Oleh: Fr. M. Christoforus, BHK
[Red-Joss.com] Kita pasti mengenal sebatang tongkat, dan tahu fungsinya. Bahkan, kita juga pernah melihat seorang pemimpin, baik pemimpin agama, negara, atau seorang raja yang biasa memegang sebatang tongkat.
Secara denotatif, tongkat adalah sepotong kayu sebagai alat bantu, penopang, atau sebagai pegangan.
Secara konotatif, tongkat itu simbol yang melambangkan suatu kejayaan, kekuasaan, kewibawaan, atau pun perintah.
Secara rohani, tongkat sebagai alat pengingat, bahwa manusia di bumi sebagai musafir (homo viator), yang bergerak menuju akhirat.
Di dalam kitab Mazmur 23: 4, “Sekalipun aku berjalan dalam lembah kekelaman, aku tidak takut bahaya, sebab Engkau besertaku; gada-Mu dan tongkat-Mu, itulah yang menghibur aku.”

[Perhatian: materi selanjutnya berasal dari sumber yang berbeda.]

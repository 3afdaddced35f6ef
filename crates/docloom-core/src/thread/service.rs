//! Thread service: the idempotency gate and audit trail of the engine.
//!
//! `get_or_create_thread` collapses repeated requests for the same
//! idempotency key onto one `Thread`. Status changes go through the
//! repository's compare-and-set so that racing callers cannot both start, or
//! both close, the same thread.

use docloom_types::error::RepositoryError;
use docloom_types::thread::{
    LedgerEntry, LedgerEntryType, NewThread, Thread, ThreadChildSummary, ThreadStatus, WorkItem,
    WorkItemStatus,
};
use uuid::Uuid;

use crate::repository::thread::ThreadRepository;

/// Errors from thread and work item operations.
#[derive(Debug, thiserror::Error)]
pub enum ThreadError {
    #[error("thread not found: {0}")]
    NotFound(Uuid),

    #[error("work item not found: {0}")]
    WorkItemNotFound(Uuid),

    #[error("invalid transition: {0}")]
    InvalidTransition(String),

    #[error("failing a work item requires an error code and message")]
    MissingFailureDetail,

    #[error(transparent)]
    Repository(RepositoryError),
}

impl From<RepositoryError> for ThreadError {
    fn from(err: RepositoryError) -> Self {
        match err {
            RepositoryError::Conflict(msg) => ThreadError::InvalidTransition(msg),
            other => ThreadError::Repository(other),
        }
    }
}

/// Thread, work item and ledger operations over a [`ThreadRepository`].
pub struct ThreadService<R: ThreadRepository> {
    repo: R,
}

impl<R: ThreadRepository> ThreadService<R> {
    pub fn new(repo: R) -> Self {
        Self { repo }
    }

    // -----------------------------------------------------------------------
    // Threads
    // -----------------------------------------------------------------------

    /// Return the thread for `request.idempotency_key`, creating it if absent.
    ///
    /// The boolean is `true` only for the caller whose request created it.
    pub async fn get_or_create_thread(&self, request: NewThread) -> Result<(Thread, bool), ThreadError> {
        if let Some(existing) = self.repo.get_thread_by_key(&request.idempotency_key).await? {
            tracing::debug!(
                thread_id = %existing.id,
                key = %existing.idempotency_key,
                status = %existing.status,
                "reusing existing thread"
            );
            return Ok((existing, false));
        }

        let (thread, created) = self.repo.insert_thread_if_absent(request.into_thread()).await?;
        if created {
            tracing::info!(
                thread_id = %thread.id,
                kind = %thread.kind,
                key = %thread.idempotency_key,
                parent = ?thread.parent_thread_id,
                "thread created"
            );
        } else {
            tracing::debug!(thread_id = %thread.id, "lost create race, reusing thread");
        }
        Ok((thread, created))
    }

    pub async fn get_thread(&self, id: &Uuid) -> Result<Thread, ThreadError> {
        self.repo.get_thread(id).await?.ok_or(ThreadError::NotFound(*id))
    }

    /// PENDING -> RUNNING.
    pub async fn start_thread(&self, id: &Uuid) -> Result<Thread, ThreadError> {
        let thread = self
            .transition(id, &[ThreadStatus::Pending], ThreadStatus::Running, None)
            .await?;
        tracing::info!(thread_id = %id, "thread running");
        Ok(thread)
    }

    /// RUNNING -> COMPLETE, stamping `closed_at`.
    pub async fn complete_thread(&self, id: &Uuid) -> Result<Thread, ThreadError> {
        let thread = self
            .transition(id, &[ThreadStatus::Running], ThreadStatus::Complete, None)
            .await?;
        tracing::info!(thread_id = %id, "thread complete");
        Ok(thread)
    }

    /// PENDING or RUNNING -> FAILED, stamping `closed_at`.
    pub async fn fail_thread(&self, id: &Uuid, reason: &str) -> Result<Thread, ThreadError> {
        let thread = self
            .transition(
                id,
                &[ThreadStatus::Pending, ThreadStatus::Running],
                ThreadStatus::Failed,
                Some(reason),
            )
            .await?;
        tracing::warn!(thread_id = %id, reason, "thread failed");
        Ok(thread)
    }

    /// FAILED -> PENDING so the same key can be attempted again.
    pub async fn reset_thread(&self, id: &Uuid) -> Result<Thread, ThreadError> {
        let thread = self
            .transition(id, &[ThreadStatus::Failed], ThreadStatus::Pending, None)
            .await?;
        tracing::info!(thread_id = %id, "thread reset to pending");
        Ok(thread)
    }

    async fn transition(
        &self,
        id: &Uuid,
        expected: &[ThreadStatus],
        to: ThreadStatus,
        reason: Option<&str>,
    ) -> Result<Thread, ThreadError> {
        match self.repo.update_thread_status(id, expected, to, reason).await {
            Ok(thread) => Ok(thread),
            Err(RepositoryError::NotFound) => Err(ThreadError::NotFound(*id)),
            Err(e) => Err(e.into()),
        }
    }

    /// Aggregate statuses of every child thread under `parent_id`.
    pub async fn get_child_summary(&self, parent_id: &Uuid) -> Result<ThreadChildSummary, ThreadError> {
        let children = self.repo.list_child_threads(parent_id).await?;
        Ok(ThreadChildSummary::from_statuses(children.iter().map(|t| t.status)))
    }

    // -----------------------------------------------------------------------
    // Work items
    // -----------------------------------------------------------------------

    /// Create the next work item for a thread.
    ///
    /// `lock_scope` is advisory: a concurrent holder is logged, not blocked.
    pub async fn create_work_item(&self, thread_id: &Uuid, lock_scope: &str) -> Result<WorkItem, ThreadError> {
        let holders = self.repo.list_open_work_items_by_scope(lock_scope).await?;
        if let Some(holder) = holders.first() {
            tracing::warn!(
                thread_id = %thread_id,
                lock_scope,
                holder_work_item = %holder.id,
                holder_thread = %holder.thread_id,
                "another open work item already targets this scope"
            );
        }

        let item = match self.repo.create_work_item(thread_id, lock_scope).await {
            Ok(item) => item,
            Err(RepositoryError::NotFound) => return Err(ThreadError::NotFound(*thread_id)),
            Err(e) => return Err(e.into()),
        };
        tracing::debug!(
            thread_id = %thread_id,
            work_item_id = %item.id,
            sequence = item.sequence,
            lock_scope,
            "work item created"
        );
        Ok(item)
    }

    pub async fn get_work_item(&self, id: &Uuid) -> Result<WorkItem, ThreadError> {
        self.repo.get_work_item(id).await?.ok_or(ThreadError::WorkItemNotFound(*id))
    }

    pub async fn list_work_items(&self, thread_id: &Uuid) -> Result<Vec<WorkItem>, ThreadError> {
        Ok(self.repo.list_work_items(thread_id).await?)
    }

    pub async fn claim_work_item(&self, id: &Uuid) -> Result<WorkItem, ThreadError> {
        self.move_work_item(id, WorkItemStatus::Claimed, None).await
    }

    pub async fn start_work_item(&self, id: &Uuid) -> Result<WorkItem, ThreadError> {
        self.move_work_item(id, WorkItemStatus::Running, None).await
    }

    pub async fn apply_work_item(&self, id: &Uuid) -> Result<WorkItem, ThreadError> {
        self.move_work_item(id, WorkItemStatus::Applied, None).await
    }

    /// Terminal failure; both `code` and `message` must be non-empty.
    pub async fn fail_work_item(&self, id: &Uuid, code: &str, message: &str) -> Result<WorkItem, ThreadError> {
        if code.trim().is_empty() || message.trim().is_empty() {
            return Err(ThreadError::MissingFailureDetail);
        }
        let item = self.move_work_item(id, WorkItemStatus::Failed, Some((code, message))).await?;
        tracing::warn!(work_item_id = %id, code, message, "work item failed");
        Ok(item)
    }

    async fn move_work_item(
        &self,
        id: &Uuid,
        to: WorkItemStatus,
        error: Option<(&str, &str)>,
    ) -> Result<WorkItem, ThreadError> {
        let (code, message) = error.unzip();
        match self.repo.update_work_item_status(id, to, code, message).await {
            Ok(item) => Ok(item),
            Err(RepositoryError::NotFound) => Err(ThreadError::WorkItemNotFound(*id)),
            Err(e) => Err(e.into()),
        }
    }

    // -----------------------------------------------------------------------
    // Ledger
    // -----------------------------------------------------------------------

    pub async fn record_prompt(
        &self,
        thread_id: &Uuid,
        work_item_id: &Uuid,
        payload: serde_json::Value,
    ) -> Result<(), ThreadError> {
        self.append(thread_id, Some(work_item_id), LedgerEntryType::Prompt, payload).await
    }

    pub async fn record_response(
        &self,
        thread_id: &Uuid,
        work_item_id: &Uuid,
        payload: serde_json::Value,
    ) -> Result<(), ThreadError> {
        self.append(thread_id, Some(work_item_id), LedgerEntryType::Response, payload).await
    }

    pub async fn record_parse_report(
        &self,
        thread_id: &Uuid,
        work_item_id: &Uuid,
        payload: serde_json::Value,
    ) -> Result<(), ThreadError> {
        self.append(thread_id, Some(work_item_id), LedgerEntryType::ParseReport, payload).await
    }

    pub async fn record_mutation(
        &self,
        thread_id: &Uuid,
        work_item_id: &Uuid,
        payload: serde_json::Value,
    ) -> Result<(), ThreadError> {
        self.append(thread_id, Some(work_item_id), LedgerEntryType::MutationReport, payload).await
    }

    /// Error entry; `work_item_id` is `None` for thread-level errors.
    pub async fn record_error(
        &self,
        thread_id: &Uuid,
        work_item_id: Option<&Uuid>,
        payload: serde_json::Value,
    ) -> Result<(), ThreadError> {
        self.append(thread_id, work_item_id, LedgerEntryType::Error, payload).await
    }

    async fn append(
        &self,
        thread_id: &Uuid,
        work_item_id: Option<&Uuid>,
        entry_type: LedgerEntryType,
        payload: serde_json::Value,
    ) -> Result<(), ThreadError> {
        let entry = LedgerEntry::new(*thread_id, work_item_id.copied(), entry_type, payload);
        tracing::trace!(thread_id = %thread_id, entry_type = %entry_type, "ledger append");
        Ok(self.repo.append_ledger_entry(entry).await?)
    }

    /// Ledger entries in append order, optionally for one work item.
    pub async fn list_ledger(
        &self,
        thread_id: &Uuid,
        work_item_id: Option<&Uuid>,
    ) -> Result<Vec<LedgerEntry>, ThreadError> {
        Ok(self.repo.list_ledger_entries(thread_id, work_item_id).await?)
    }
}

Lewat kitab Mazmur itu kita tahu dan sadar, bahwa sebatang tongkat di tangan Tuhan sungguh menjadi alat penguat, bahkan penghibur manusia.
Sebatang tongkat di tangan Tuhan dapat menyimbolkan “kekuasaan, kewibawaan, serta penghiburan.” Bahwa Tuhanlah Sang Raja serta Gembala Agung kita.
Nabi Musa, Joshua, para nabi dan gembala pun memiliki sebatang tongkat di dalam hidup serta tugas dan panggilan mereka. Dalam hal ini sebatang tongkat dapat menyimbolkan aneka fungsi luhur. Antara lain kekuasaan, kewibawaan, pegangan, serta perintah.
‘Memento mori,’ ingatlah akan ajalmu! Semoga, ‘sebatang tongkat’ dapat menjadi sarana pengingat, bahwa kelak kita pun akan mengakhiri ziarah di bumi ini.